On Wed, 2009-08-05 at 15:37 +0200, Axel Simon wrote:
On Aug 5, 2009, at 10:16, Malcolm Wallace wrote:
On 4 Aug 2009, at 23:05, Don Stewart wrote:
I would appreciate input from the HaXml and HDBC authors (our most popular LGPL-licensed Haskell libraries) about what they feel the licensing issues/constraints should be for the Haskell Platform.
Licensing clarity is important for users I think. But equally some users may desire to use LGPL libraries too. Hence my suggestion that there be a separate platform of free/LGPL code (and GPL tools), which can depend on the proprietary-friendly BSD-licensed platform, but not the other way round.
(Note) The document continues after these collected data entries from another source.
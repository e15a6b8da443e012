//! Error types for HazardLens

use crate::image::ImageFormat;
use crate::types::{BackendId, BackendKind};

/// Result type alias using HazardLens's Error type
pub type Result<T> = std::result::Result<T, Error>;

/// Core error type for HazardLens operations
#[derive(Debug, thiserror::Error)]
pub enum Error {
    /// Model supply-chain failures (fatal for the affected backend)
    #[error("security error: {0}")]
    Security(#[from] SecurityError),

    /// Malformed caller input, never retried
    #[error("validation error: {0}")]
    Validation(#[from] ValidationError),

    /// Transient backend failures
    #[error("backend error: {0}")]
    Backend(#[from] BackendError),

    /// No backend could be selected for the request
    #[error("no eligible backend: {0}")]
    NoEligibleBackend(String),

    /// The caller cancelled the analysis
    #[error("analysis cancelled")]
    Cancelled,

    /// Configuration errors
    #[error("configuration error: {0}")]
    Config(String),

    /// Filesystem errors
    #[error("io error: {0}")]
    Io(#[from] std::io::Error),

    /// Serialization errors
    #[error("serialization error: {0}")]
    Serialization(#[from] serde_json::Error),

    /// Generic internal errors
    #[error("internal error: {0}")]
    Internal(String),
}

impl Error {
    /// Create a new configuration error
    pub fn config(msg: impl Into<String>) -> Self {
        Self::Config(msg.into())
    }

    /// Create a new internal error
    pub fn internal(msg: impl Into<String>) -> Self {
        Self::Internal(msg.into())
    }
}

/// Integrity or provenance failure of an on-device model artifact.
///
/// A backend that produces one of these is disabled for the rest of the session.
#[derive(Debug, Clone, PartialEq, Eq, thiserror::Error)]
pub enum SecurityError {
    #[error("model '{model_id}' hash mismatch: expected {expected}, computed {actual}")]
    IntegrityMismatch {
        model_id: String,
        expected: String,
        actual: String,
    },

    #[error("model '{model_id}' signature is invalid")]
    SignatureInvalid { model_id: String },

    #[error("model '{model_id}' hash {hash} is not in the trusted registry")]
    UntrustedModel { model_id: String, hash: String },

    #[error("model '{model_id}' signature is not valid hex")]
    MalformedSignature { model_id: String },
}

impl SecurityError {
    /// Identifier of the model that failed verification
    pub fn model_id(&self) -> &str {
        match self {
            Self::IntegrityMismatch { model_id, .. }
            | Self::SignatureInvalid { model_id }
            | Self::UntrustedModel { model_id, .. }
            | Self::MalformedSignature { model_id } => model_id,
        }
    }
}

/// Rejected input payload
#[derive(Debug, Clone, PartialEq, Eq, thiserror::Error)]
pub enum ValidationError {
    #[error("image payload is empty")]
    EmptyPayload,

    #[error("image dimensions {width}x{height} are outside the accepted range")]
    DimensionsOutOfBounds { width: u32, height: u32 },

    #[error("pixel buffer holds {actual} bytes, expected {expected}")]
    PixelBufferMismatch { expected: usize, actual: usize },

    #[error("encoded payload of {size} bytes exceeds the {max} byte limit")]
    PayloadTooLarge { size: usize, max: usize },

    #[error("payload is not a well-formed {0} image")]
    MalformedEncoding(ImageFormat),

    #[error("invalid bounding box: {0}")]
    InvalidBoundingBox(String),
}

/// Transient failure of a single backend attempt.
///
/// All variants trigger the fallback chain; none is surfaced to the caller
/// except as the reason of a degraded result.
#[derive(Debug, Clone, PartialEq, Eq, thiserror::Error)]
pub enum BackendError {
    #[error("model load failed: {0}")]
    ModelLoadFailure(String),

    #[error("backend '{backend}' exceeded its {timeout_ms}ms deadline")]
    InferenceTimeout { backend: BackendId, timeout_ms: u64 },

    #[error("out of memory")]
    OutOfMemory,

    #[error("network unavailable: {0}")]
    NetworkUnavailable(String),

    #[error("rate limited")]
    RateLimited { retry_after_ms: Option<u64> },

    #[error("inference failed: {0}")]
    Inference(String),

    #[error("attempt cancelled")]
    Cancelled,
}

impl BackendError {
    /// Whether the orchestrator may move on to the next backend
    pub fn is_retryable(&self) -> bool {
        !matches!(self, Self::Cancelled)
    }

    /// Short human-readable reason used for degraded results
    pub fn degraded_reason(&self, kind: BackendKind) -> String {
        let who = kind.short_name();
        match self {
            Self::InferenceTimeout { .. } => format!("{who} timeout"),
            Self::ModelLoadFailure(msg) => format!("{who} model load failure: {msg}"),
            Self::OutOfMemory => format!("{who} out of memory"),
            Self::NetworkUnavailable(_) => format!("{who} network unavailable"),
            Self::RateLimited { .. } => format!("{who} rate limited"),
            Self::Inference(msg) => format!("{who} inference failure: {msg}"),
            Self::Cancelled => format!("{who} cancelled"),
        }
    }
}
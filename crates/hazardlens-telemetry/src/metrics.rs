//! Metrics collection and reporting
//!
//! Every recording call updates both the in-process counters (for snapshots)
//! and the global `metrics` recorder, if one is installed.

use std::sync::atomic::{AtomicU64, Ordering};
use std::sync::Arc;

/// Metrics collector for orchestration performance monitoring
#[derive(Clone, Default)]
pub struct MetricsCollector {
    inner: Arc<MetricsInner>,
}

#[derive(Default)]
struct MetricsInner {
    analyses: AtomicU64,
    degraded: AtomicU64,
    cancelled: AtomicU64,
    backend_attempts: AtomicU64,
    network_attempts: AtomicU64,
    failed_attempts: AtomicU64,
    fused_analyses: AtomicU64,
    preview_dropped: AtomicU64,
    total_latency_ms: AtomicU64,
}

impl MetricsCollector {
    /// Create a new metrics collector
    pub fn new() -> Self {
        Self::default()
    }

    /// Record a finished analysis
    pub fn record_analysis(&self, latency_ms: u64, degraded: bool, strategy: &str) {
        self.inner.analyses.fetch_add(1, Ordering::Relaxed);
        self.inner
            .total_latency_ms
            .fetch_add(latency_ms, Ordering::Relaxed);

        metrics::counter!("hazardlens_analyses_total", "strategy" => strategy.to_string())
            .increment(1);
        metrics::histogram!("hazardlens_analysis_latency_ms").record(latency_ms as f64);

        if degraded {
            self.inner.degraded.fetch_add(1, Ordering::Relaxed);
            metrics::counter!("hazardlens_degraded_total").increment(1);
        }
    }

    /// Record one backend attempt
    pub fn record_attempt(&self, backend: &str, network: bool, success: bool) {
        self.inner.backend_attempts.fetch_add(1, Ordering::Relaxed);
        if network {
            self.inner.network_attempts.fetch_add(1, Ordering::Relaxed);
        }
        if !success {
            self.inner.failed_attempts.fetch_add(1, Ordering::Relaxed);
        }

        let outcome = if success { "success" } else { "failure" };
        metrics::counter!(
            "hazardlens_backend_attempts_total",
            "backend" => backend.to_string(),
            "outcome" => outcome
        )
        .increment(1);
    }

    /// Record that results from several backends were fused
    pub fn record_fusion(&self) {
        self.inner.fused_analyses.fetch_add(1, Ordering::Relaxed);
        metrics::counter!("hazardlens_fused_total").increment(1);
    }

    /// Record a caller cancellation
    pub fn record_cancelled(&self) {
        self.inner.cancelled.fetch_add(1, Ordering::Relaxed);
        metrics::counter!("hazardlens_cancelled_total").increment(1);
    }

    /// Record a live-preview frame dropped by the rate limiter
    pub fn record_preview_dropped(&self) {
        self.inner.preview_dropped.fetch_add(1, Ordering::Relaxed);
        metrics::counter!("hazardlens_preview_dropped_total").increment(1);
    }

    /// Get current metrics snapshot
    pub fn snapshot(&self) -> MetricsSnapshot {
        MetricsSnapshot {
            analyses: self.inner.analyses.load(Ordering::Relaxed),
            degraded: self.inner.degraded.load(Ordering::Relaxed),
            cancelled: self.inner.cancelled.load(Ordering::Relaxed),
            backend_attempts: self.inner.backend_attempts.load(Ordering::Relaxed),
            network_attempts: self.inner.network_attempts.load(Ordering::Relaxed),
            failed_attempts: self.inner.failed_attempts.load(Ordering::Relaxed),
            fused_analyses: self.inner.fused_analyses.load(Ordering::Relaxed),
            preview_dropped: self.inner.preview_dropped.load(Ordering::Relaxed),
            total_latency_ms: self.inner.total_latency_ms.load(Ordering::Relaxed),
        }
    }
}

/// Snapshot of current metrics
#[derive(Debug, Clone, Default, PartialEq, Eq)]
pub struct MetricsSnapshot {
    pub analyses: u64,
    pub degraded: u64,
    pub cancelled: u64,
    pub backend_attempts: u64,
    pub network_attempts: u64,
    pub failed_attempts: u64,
    pub fused_analyses: u64,
    pub preview_dropped: u64,
    pub total_latency_ms: u64,
}

impl MetricsSnapshot {
    /// Calculate average latency per analysis
    pub fn avg_latency_ms(&self) -> u64 {
        if self.analyses == 0 {
            0
        } else {
            self.total_latency_ms / self.analyses
        }
    }

    /// Fraction of analyses that ended degraded
    pub fn degraded_rate(&self) -> f64 {
        if self.analyses == 0 {
            0.0
        } else {
            self.degraded as f64 / self.analyses as f64
        }
    }
}
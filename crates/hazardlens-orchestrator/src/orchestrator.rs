//! Hazard analysis orchestration
//!
//! One call to [`HazardOrchestrator::analyze`] walks the state machine
//! `Idle → Selecting → Executing → (Fallback ↻) → Fusing → Done`, or ends in
//! `Failed` with a degraded result once the attempt budget or the overall
//! deadline runs out. Backend failures never escape as errors; security and
//! validation failures, cancellation and an empty backend set do.

use crate::config::{AnalysisContext, OrchestratorConfig};
use crate::device::DeviceCapabilityProfiler;
use crate::fusion::ResultFusionEngine;
use crate::performance::PerformanceMonitor;
use crate::rate_limit::RateLimiter;
use crate::strategy::{select_plan, BackendCandidate, ExecutionPlan};
use chrono::Utc;
use futures::future::join_all;
use hazardlens_backends::{AdapterError, BackendAdapter, ModelSecurityValidator};
use hazardlens_core::{
    AnalysisStrategy, AttemptOutcome, AttemptRecord, BackendDescriptor, BackendError, BackendId,
    BackendKind, CapturedImage, DetectionConfig, Error, RawDetectionSet, Result, SafetyAnalysis,
    SanitizedImage, SecurityError,
};
use hazardlens_regulations::HazardRegulationMapper;
use hazardlens_telemetry::{event_types, AuditEvent, AuditSeverity, MetricsCollector};
use parking_lot::Mutex;
use serde::{Deserialize, Serialize};
use std::collections::{HashMap, HashSet, VecDeque};
use std::fmt;
use std::sync::Arc;
use tokio::task::JoinHandle;
use tokio::time::Instant;
use tokio_util::sync::{CancellationToken, DropGuard};
use tracing::{debug, error, info, instrument, warn};
use uuid::Uuid;

/// Orchestration state
#[derive(Debug, Clone, Copy, PartialEq, Eq)]
pub enum OrchestrationState {
    Idle,
    Selecting,
    Executing,
    Fallback,
    Fusing,
    Done,
    Failed,
}

impl fmt::Display for OrchestrationState {
    fn fmt(&self, f: &mut fmt::Formatter<'_>) -> fmt::Result {
        let name = match self {
            Self::Idle => "IDLE",
            Self::Selecting => "SELECTING",
            Self::Executing => "EXECUTING",
            Self::Fallback => "FALLBACK",
            Self::Fusing => "FUSING",
            Self::Done => "DONE",
            Self::Failed => "FAILED",
        };
        f.write_str(name)
    }
}

struct StateMachine<'a> {
    photo_id: &'a str,
    state: OrchestrationState,
}

impl<'a> StateMachine<'a> {
    fn new(photo_id: &'a str) -> Self {
        Self {
            photo_id,
            state: OrchestrationState::Idle,
        }
    }

    fn to(&mut self, next: OrchestrationState) {
        debug!(photo_id = self.photo_id, from = %self.state, to = %next, "State transition");
        self.state = next;
    }
}

/// Result of verifying one on-device model
#[derive(Debug, Clone, PartialEq, Eq, Serialize, Deserialize)]
#[serde(tag = "status", rename_all = "snake_case")]
pub enum VerificationOutcome {
    Verified,
    /// Failed supply-chain checks; the backend is now disabled
    Rejected { reason: String },
    /// The artifact could not be read
    Unavailable { reason: String },
}

#[derive(Debug, Clone, PartialEq, Eq, Serialize, Deserialize)]
pub struct VerificationReport {
    pub backend: BackendId,
    pub kind: BackendKind,
    #[serde(flatten)]
    pub outcome: VerificationOutcome,
}

struct AttemptResult {
    backend: BackendId,
    kind: BackendKind,
    result: std::result::Result<RawDetectionSet, AdapterError>,
    latency_ms: u64,
}

struct LiveSlot {
    generation: u64,
    token: CancellationToken,
}

/// Coordinates backends for hazard analysis
pub struct HazardOrchestrator {
    config: OrchestratorConfig,
    adapters: Vec<Arc<dyn BackendAdapter>>,
    by_id: HashMap<BackendId, Arc<dyn BackendAdapter>>,
    validator: Arc<ModelSecurityValidator>,
    profiler: Arc<DeviceCapabilityProfiler>,
    monitor: PerformanceMonitor,
    fusion: ResultFusionEngine,
    mapper: HazardRegulationMapper,
    metrics: MetricsCollector,
    preview_limiter: RateLimiter,
    live: Mutex<Option<LiveSlot>>,
    live_generation: Mutex<u64>,
}
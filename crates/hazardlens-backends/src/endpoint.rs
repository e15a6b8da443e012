//! Cloud endpoint hardening
//!
//! The cloud vision endpoint comes from configuration, so it is checked
//! before any session is created: HTTPS only, and no loopback, private,
//! link-local or metadata-service hosts.

use serde::{Deserialize, Serialize};
use std::net::IpAddr;
use thiserror::Error;
use url::Url;

/// Reasons an endpoint is refused
#[derive(Debug, Error)]
pub enum EndpointError {
    #[error("invalid endpoint URL: {0}")]
    InvalidUrl(#[from] url::ParseError),

    #[error("scheme '{0}' is not allowed, endpoints must use HTTPS")]
    InvalidScheme(String),

    #[error("host '{0}' is blocked: internal addresses are not allowed")]
    BlockedHost(String),

    #[error("endpoint URL has no host")]
    MissingHost,
}

/// Hostnames that never serve a vision API
const BLOCKED_HOSTNAMES: &[&str] = &[
    "localhost",
    "localhost.localdomain",
    "ip6-localhost",
    "ip6-loopback",
    "metadata.google.internal",
    "metadata.goog",
    "169.254.169.254",
    "fd00:ec2::254",
];

/// Which relaxations apply when validating an endpoint
#[derive(Debug, Clone, Default, Serialize, Deserialize)]
pub struct EndpointPolicy {
    /// Permit plain HTTP (test rigs only)
    #[serde(default)]
    pub allow_http: bool,

    /// Permit loopback hosts (test rigs only)
    #[serde(default)]
    pub allow_localhost: bool,

    #[serde(default)]
    pub allow_private_ips: bool,

    /// When set, only these domains and their subdomains are accepted
    #[serde(default)]
    pub allowed_domains: Option<Vec<String>>,
}

impl EndpointPolicy {
    /// Policy for local mock servers
    pub fn insecure_local() -> Self {
        Self {
            allow_http: true,
            allow_localhost: true,
            allow_private_ips: true,
            allowed_domains: None,
        }
    }
}

/// Parse and check a cloud endpoint
pub fn validate_endpoint(endpoint: &str, policy: &EndpointPolicy) -> Result<Url, EndpointError> {
    let url = Url::parse(endpoint)?;

    match url.scheme() {
        "https" => {}
        "http" if policy.allow_http => {}
        scheme => return Err(EndpointError::InvalidScheme(scheme.to_string())),
    }

    let host = url.host_str().ok_or(EndpointError::MissingHost)?;
    let host_lower = host.trim_start_matches('[').trim_end_matches(']').to_lowercase();

    if !policy.allow_localhost
        && BLOCKED_HOSTNAMES
            .iter()
            .any(|blocked| host_lower == *blocked || host_lower.ends_with(&format!(".{blocked}")))
    {
        return Err(EndpointError::BlockedHost(host.to_string()));
    }

    if let Ok(ip) = host_lower.parse::<IpAddr>() {
        if !policy.allow_localhost && ip.is_loopback() {
            return Err(EndpointError::BlockedHost(host.to_string()));
        }
        if !policy.allow_private_ips && is_private(&ip) {
            return Err(EndpointError::BlockedHost(host.to_string()));
        }
        if is_link_local(&ip) {
            return Err(EndpointError::BlockedHost(host.to_string()));
        }
    }

    if let Some(allowed) = &policy.allowed_domains {
        let permitted = allowed.iter().any(|domain| {
            let domain = domain.to_lowercase();
            host_lower == domain || host_lower.ends_with(&format!(".{domain}"))
        });
        if !permitted {
            return Err(EndpointError::BlockedHost(format!(
                "{host} is not in the allowed domains list"
            )));
        }
    }

    Ok(url)
}

/// RFC 1918, carrier-grade NAT, this-network, and IPv6 unique-local ranges
fn is_private(ip: &IpAddr) -> bool {
    match ip {
        IpAddr::V4(v4) => {
            let o = v4.octets();
            v4.is_private() || (o[0] == 100 && (o[1] & 0xC0) == 64) || o[0] == 0
        }
        IpAddr::V6(v6) => (v6.segments()[0] & 0xfe00) == 0xfc00,
    }
}

fn is_link_local(ip: &IpAddr) -> bool {
    match ip {
        IpAddr::V4(v4) => v4.is_link_local(),
        IpAddr::V6(v6) => (v6.segments()[0] & 0xffc0) == 0xfe80,
    }
}
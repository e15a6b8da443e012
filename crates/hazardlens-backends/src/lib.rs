//! HazardLens Backends
//!
//! Analysis backends behind a uniform [`BackendAdapter`] contract.
//!
//! Backends are organized by hardware affinity:
//! - On-device CPU/GPU/NPU: candle inference over a validated model artifact
//! - Cloud: a remote vision service reached over HTTPS
//!
//! Every on-device artifact passes through [`ModelSecurityValidator`]
//! before it can be loaded, and loading is guarded so at most one load is
//! in flight per backend.

pub mod adapter;
pub mod cloud;
pub mod config;
pub mod endpoint;
pub mod factory;
pub mod model_loader;
pub mod on_device;
pub mod runtime;
pub mod security;

pub use adapter::{AdapterError, BackendAdapter};
pub use cloud::CloudVisionAdapter;
pub use config::{BackendSpec, BackendsConfig, CloudSpec, ModelSpec, ModelVariant};
pub use endpoint::{validate_endpoint, EndpointError, EndpointPolicy};
pub use factory::BackendFactory;
pub use model_loader::{ModelSlot, ModelSource};
pub use on_device::OnDeviceAdapter;
pub use runtime::{
    conv_head_network, decode_yolo_output, non_max_suppression, CandleRuntime, DetectionRuntime,
    DetectionSession, NetworkBuilder,
};
pub use security::{sha256_hex, sign_digest, ModelSecurityValidator, ValidatedModel};

/// Prelude for convenient imports
pub mod prelude {
    pub use crate::adapter::{AdapterError, BackendAdapter};
    pub use crate::config::{BackendsConfig, ModelSpec};
    pub use crate::factory::BackendFactory;
    pub use crate::runtime::{CandleRuntime, DetectionRuntime};
    pub use crate::security::ModelSecurityValidator;
}
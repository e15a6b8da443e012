//! Captured photo types and input sanitization

use bytes::Bytes;
use chrono::{DateTime, Utc};
use serde::{Deserialize, Serialize};
use std::fmt;

use crate::error::ValidationError;

const JPEG_SOI: [u8; 3] = [0xFF, 0xD8, 0xFF];
const JPEG_EOI: [u8; 2] = [0xFF, 0xD9];
const PNG_SIGNATURE: [u8; 8] = [0x89, b'P', b'N', b'G', 0x0D, 0x0A, 0x1A, 0x0A];

/// Container format of an encoded photo
#[derive(Debug, Clone, Copy, PartialEq, Eq, Serialize, Deserialize)]
#[serde(rename_all = "lowercase")]
pub enum ImageFormat {
    Jpeg,
    Png,
}

impl ImageFormat {
    /// MIME type for upload
    pub fn mime_type(&self) -> &'static str {
        match self {
            Self::Jpeg => "image/jpeg",
            Self::Png => "image/png",
        }
    }
}

impl fmt::Display for ImageFormat {
    fn fmt(&self, f: &mut fmt::Formatter<'_>) -> fmt::Result {
        match self {
            Self::Jpeg => f.write_str("JPEG"),
            Self::Png => f.write_str("PNG"),
        }
    }
}

/// Decoded frame in packed RGB8 layout, row-major
#[derive(Debug, Clone)]
pub struct RgbFrame {
    pub width: u32,
    pub height: u32,
    pub pixels: Bytes,
}

impl RgbFrame {
    pub fn new(width: u32, height: u32, pixels: impl Into<Bytes>) -> Self {
        Self {
            width,
            height,
            pixels: pixels.into(),
        }
    }

    /// Expected buffer length for the frame dimensions
    pub fn expected_len(&self) -> usize {
        self.width as usize * self.height as usize * 3
    }
}

/// Compressed photo as produced by the camera, used for cloud upload
#[derive(Debug, Clone)]
pub struct EncodedImage {
    pub format: ImageFormat,
    pub data: Bytes,
}

/// WGS84 capture location
#[derive(Debug, Clone, Copy, PartialEq, Serialize, Deserialize)]
pub struct GeoPoint {
    pub latitude: f64,
    pub longitude: f64,
}

/// Metadata supplied by the capture subsystem
#[derive(Debug, Clone)]
pub struct CaptureMetadata {
    pub photo_id: String,
    pub captured_at: DateTime<Utc>,
    pub location: Option<GeoPoint>,
}

impl CaptureMetadata {
    pub fn new(photo_id: impl Into<String>) -> Self {
        Self {
            photo_id: photo_id.into(),
            captured_at: Utc::now(),
            location: None,
        }
    }
}

/// A photo as handed over by the capture subsystem, not yet trusted
#[derive(Debug, Clone)]
pub struct CapturedImage {
    pub frame: RgbFrame,
    pub encoded: Option<EncodedImage>,
    pub metadata: CaptureMetadata,
}

impl CapturedImage {
    /// Create a captured image from a decoded frame
    pub fn new(frame: RgbFrame, metadata: CaptureMetadata) -> Self {
        Self {
            frame,
            encoded: None,
            metadata,
        }
    }

    /// Attach the encoded original
    pub fn with_encoded(mut self, format: ImageFormat, data: impl Into<Bytes>) -> Self {
        self.encoded = Some(EncodedImage {
            format,
            data: data.into(),
        });
        self
    }
}

/// Size and format bounds enforced before any backend sees an image
#[derive(Debug, Clone, Serialize, Deserialize)]
pub struct InputLimits {
    #[serde(default = "default_min_dimension")]
    pub min_dimension: u32,

    #[serde(default = "default_max_dimension")]
    pub max_dimension: u32,

    #[serde(default = "default_max_encoded_bytes")]
    pub max_encoded_bytes: usize,
}

impl Default for InputLimits {
    fn default() -> Self {
        Self {
            min_dimension: default_min_dimension(),
            max_dimension: default_max_dimension(),
            max_encoded_bytes: default_max_encoded_bytes(),
        }
    }
}

fn default_min_dimension() -> u32 {
    32
}

fn default_max_dimension() -> u32 {
    8192
}

fn default_max_encoded_bytes() -> usize {
    20 * 1024 * 1024
}

impl InputLimits {
    /// Check a captured image against the limits
    pub fn sanitize(&self, image: CapturedImage) -> Result<SanitizedImage, ValidationError> {
        let frame = &image.frame;
        let in_range = |d: u32| d >= self.min_dimension && d <= self.max_dimension;
        if !in_range(frame.width) || !in_range(frame.height) {
            return Err(ValidationError::DimensionsOutOfBounds {
                width: frame.width,
                height: frame.height,
            });
        }

        if frame.pixels.is_empty() {
            return Err(ValidationError::EmptyPayload);
        }

        if frame.pixels.len() != frame.expected_len() {
            return Err(ValidationError::PixelBufferMismatch {
                expected: frame.expected_len(),
                actual: frame.pixels.len(),
            });
        }

        if let Some(encoded) = &image.encoded {
            self.check_encoded(encoded)?;
        }

        Ok(SanitizedImage { inner: image })
    }

    fn check_encoded(&self, encoded: &EncodedImage) -> Result<(), ValidationError> {
        let data = &encoded.data;
        if data.is_empty() {
            return Err(ValidationError::EmptyPayload);
        }
        if data.len() > self.max_encoded_bytes {
            return Err(ValidationError::PayloadTooLarge {
                size: data.len(),
                max: self.max_encoded_bytes,
            });
        }

        let well_formed = match encoded.format {
            ImageFormat::Jpeg => data.starts_with(&JPEG_SOI) && data.ends_with(&JPEG_EOI),
            ImageFormat::Png => data.starts_with(&PNG_SIGNATURE),
        };
        if !well_formed {
            return Err(ValidationError::MalformedEncoding(encoded.format));
        }

        Ok(())
    }
}

/// An image that passed [`InputLimits::sanitize`]; only constructible there
#[derive(Debug, Clone)]
pub struct SanitizedImage {
    inner: CapturedImage,
}

impl SanitizedImage {
    pub fn frame(&self) -> &RgbFrame {
        &self.inner.frame
    }

    pub fn encoded(&self) -> Option<&EncodedImage> {
        self.inner.encoded.as_ref()
    }

    pub fn metadata(&self) -> &CaptureMetadata {
        &self.inner.metadata
    }

    pub fn photo_id(&self) -> &str {
        &self.inner.metadata.photo_id
    }
}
I've not yet seen anyone publish something on how to satisfy LGPL for Haskell libraries.
The static-linking exception is the commonest means of working around ghc's technical limitations here. The exception is part of wxHaskell's license (but not Gtk2hs's), and HaXml (+polyparse on which it depends) has the exception too.
I don't think it would be much of a problem to weaken the license of Gtk2Hs to a BSD license. The underlying Gtk+ C library is, of course, LGPL but the C library can be linked in dynamically.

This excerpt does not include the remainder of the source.